##### DATA SHOWN

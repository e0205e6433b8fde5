//! Writes a small demo tree: per-image object tables, a catalog and settings.
//!
//! ```text
//! cargo run --bin generate_sample -- demo
//! cargo run -- --settings demo/settings.yaml run filter demo/data/*.csv
//! cargo run -- --settings demo/settings.yaml run batch demo/data
//! ```

use std::path::{Path, PathBuf};

use anyhow::{Context, Result};

const CATALOG: &str = "\
filter:
  caption: Filter objects
  modulename: rusty_analysis.units
  classname: AutoFilter
  href: filter
  files: DATAFILE
histogram:
  caption: Intensity histogram
  modulename: rusty_analysis.units
  classname: AutoHistogram
  href: analysis
batch:
  caption: Batch intensities
  modulename: rusty_analysis.units
  classname: AutoBatch
  href: batch
";

const SETTINGS: &str = "\
catalog: catalog.yaml
datafile_marker: _Image
failure_policy: skip_file
log_dir: logs
parameters:
  default:
    DATAFILE: _Image
    COLUMN: Intensity
    MINRANGE: -1.0
    MAXRANGE: 1.0
    OUTPUTALL: true
    BINWIDTH: 0.25
";

/// Minimal deterministic PRNG (xoshiro256**)
struct SimpleRng {
    state: [u64; 4],
}

impl SimpleRng {
    fn new(seed: u64) -> Self {
        let mut s = [0u64; 4];
        let mut x = seed;
        for slot in &mut s {
            x = x.wrapping_mul(6364136223846793005).wrapping_add(1);
            *slot = x;
        }
        SimpleRng { state: s }
    }

    fn next_u64(&mut self) -> u64 {
        let result = (self.state[1].wrapping_mul(5)).rotate_left(7).wrapping_mul(9);
        let t = self.state[1] << 17;
        self.state[2] ^= self.state[0];
        self.state[3] ^= self.state[1];
        self.state[1] ^= self.state[2];
        self.state[0] ^= self.state[3];
        self.state[2] ^= t;
        self.state[3] = self.state[3].rotate_left(45);
        result
    }

    fn next_f64(&mut self) -> f64 {
        (self.next_u64() >> 11) as f64 / (1u64 << 53) as f64
    }

    /// Box-Muller transform for normal distribution
    fn gauss(&mut self, mean: f64, std_dev: f64) -> f64 {
        let u1 = self.next_f64().max(1e-15);
        let u2 = self.next_f64();
        let z = (-2.0 * u1.ln()).sqrt() * (2.0 * std::f64::consts::PI * u2).cos();
        mean + std_dev * z
    }
}

fn write_image_table(path: &Path, objects: usize, spread: f64, rng: &mut SimpleRng) -> Result<()> {
    let mut writer =
        csv::Writer::from_path(path).with_context(|| format!("creating {}", path.display()))?;
    writer.write_record(["ImageNumber", "ObjectNumber", "Area", "Intensity"])?;
    for object in 1..=objects {
        let area = rng.gauss(120.0, 30.0).max(1.0).round();
        let intensity = rng.gauss(0.0, spread);
        writer.write_record([
            "1".to_string(),
            object.to_string(),
            area.to_string(),
            format!("{intensity:.4}"),
        ])?;
    }
    writer.flush()?;
    Ok(())
}

fn main() -> Result<()> {
    let root = std::env::args()
        .nth(1)
        .map(PathBuf::from)
        .unwrap_or_else(|| PathBuf::from("demo"));
    let data = root.join("data");
    std::fs::create_dir_all(&data).with_context(|| format!("creating {}", data.display()))?;

    let mut rng = SimpleRng::new(42);
    let samples = [("Brain01", 0.5), ("Brain02", 1.0), ("Brain03", 2.0)];
    for (name, spread) in samples {
        let path = data.join(format!("{name}_Image.csv"));
        write_image_table(&path, 200, spread, &mut rng)?;
        println!("Wrote {}", path.display());
    }

    // Not a data file; the filter entry's DATAFILE role and the marker drop it.
    std::fs::write(data.join("Experiment.csv"), "Key,Value\nOperator,Alice\n")?;

    std::fs::write(root.join("catalog.yaml"), CATALOG)?;
    std::fs::write(root.join("settings.yaml"), SETTINGS)?;
    println!("Wrote catalog and settings to {}", root.display());
    Ok(())
}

##########

DIRECTIONS FOR THIS TASK. Set all of the entries down again, exactly as they were given.

REPLY TO THE EXERCISE.
repository e0205e6433b8fde5
//! Writes a small demo tree: per-image object tables, a catalog and settings.
//!
//! ```text
//! cargo run --bin generate_sample -- demo
//! cargo run -- --settings demo/settings.yaml run filter demo/data/*.csv
//! cargo run -- --settings demo/settings.yaml run batch demo/data
//! ```

use std::path::{Path, PathBuf};

use anyhow::{Context, Result};

const CATALOG: &str = "\
filter:
  caption: Filter objects
  modulename: rusty_analysis.units
  classname: AutoFilter
  href: filter
  files: DATAFILE
histogram:
  caption: Intensity histogram
  modulename: rusty_analysis.units
  classname: AutoHistogram
  href: analysis
batch:
  caption: Batch intensities
  modulename: rusty_analysis.units
  classname: AutoBatch
  href: batch
";

const SETTINGS: &str = "\
catalog: catalog.yaml
datafile_marker: _Image
failure_policy: skip_file
log_dir: logs
parameters:
  default:
    DATAFILE: _Image
    COLUMN: Intensity
    MINRANGE: -1.0
    MAXRANGE: 1.0
    OUTPUTALL: true
    BINWIDTH: 0.25
";

/// Minimal deterministic PRNG (xoshiro256**)
struct SimpleRng {
    state: [u64; 4],
}

impl SimpleRng {
    fn new(seed: u64) -> Self {
        let mut s = [0u64; 4];
        let mut x = seed;
        for slot in &mut s {
            x = x.wrapping_mul(6364136223846793005).wrapping_add(1);
            *slot = x;
        }
        SimpleRng { state: s }
    }

    fn next_u64(&mut self) -> u64 {
        let result = (self.state[1].wrapping_mul(5)).rotate_left(7).wrapping_mul(9);
        let t = self.state[1] << 17;
        self.state[2] ^= self.state[0];
        self.state[3] ^= self.state[1];
        self.state[1] ^= self.state[2];
        self.state[0] ^= self.state[3];
        self.state[2] ^= t;
        self.state[3] = self.state[3].rotate_left(45);
        result
    }

    fn next_f64(&mut self) -> f64 {
        (self.next_u64() >> 11) as f64 / (1u64 << 53) as f64
    }

    /// Box-Muller transform for normal distribution
    fn gauss(&mut self, mean: f64, std_dev: f64) -> f64 {
        let u1 = self.next_f64().max(1e-15);
        let u2 = self.next_f64();
        let z = (-2.0 * u1.ln()).sqrt() * (2.0 * std::f64::consts::PI * u2).cos();
        mean + std_dev * z
    }
}

fn write_image_table(path: &Path, objects: usize, spread: f64, rng: &mut SimpleRng) -> Result<()> {
    let mut writer =
        csv::Writer::from_path(path).with_context(|| format!("creating {}", path.display()))?;
    writer.write_record(["ImageNumber", "ObjectNumber", "Area", "Intensity"])?;
    for object in 1..=objects {
        let area = rng.gauss(120.0, 30.0).max(1.0).round();
        let intensity = rng.gauss(0.0, spread);
        writer.write_record([
            "1".to_string(),
            object.to_string(),
            area.to_string(),
            format!("{intensity:.4}"),
        ])?;
    }
    writer.flush()?;
    Ok(())
}

fn main() -> Result<()> {
    let root = std::env::args()
        .nth(1)
        .map(PathBuf::from)
        .unwrap_or_else(|| PathBuf::from("demo"));
    let data = root.join("data");
    std::fs::create_dir_all(&data).with_context(|| format!("creating {}", data.display()))?;

    let mut rng = SimpleRng::new(42);
    let samples = [("Brain01", 0.5), ("Brain02", 1.0), ("Brain03", 2.0)];
    for (name, spread) in samples {
        let path = data.join(format!("{name}_Image.csv"));
        write_image_table(&path, 200, spread, &mut rng)?;
        println!("Wrote {}", path.display());
    }

    // Not a data file; the filter entry's DATAFILE role and the marker drop it.
    std::fs::write(data.join("Experiment.csv"), "Key,Value\nOperator,Alice\n")?;

    std::fs::write(root.join("catalog.yaml"), CATALOG)?;
    std::fs::write(root.join("settings.yaml"), SETTINGS)?;
    println!("Wrote catalog and settings to {}", root.display());
    Ok(())
}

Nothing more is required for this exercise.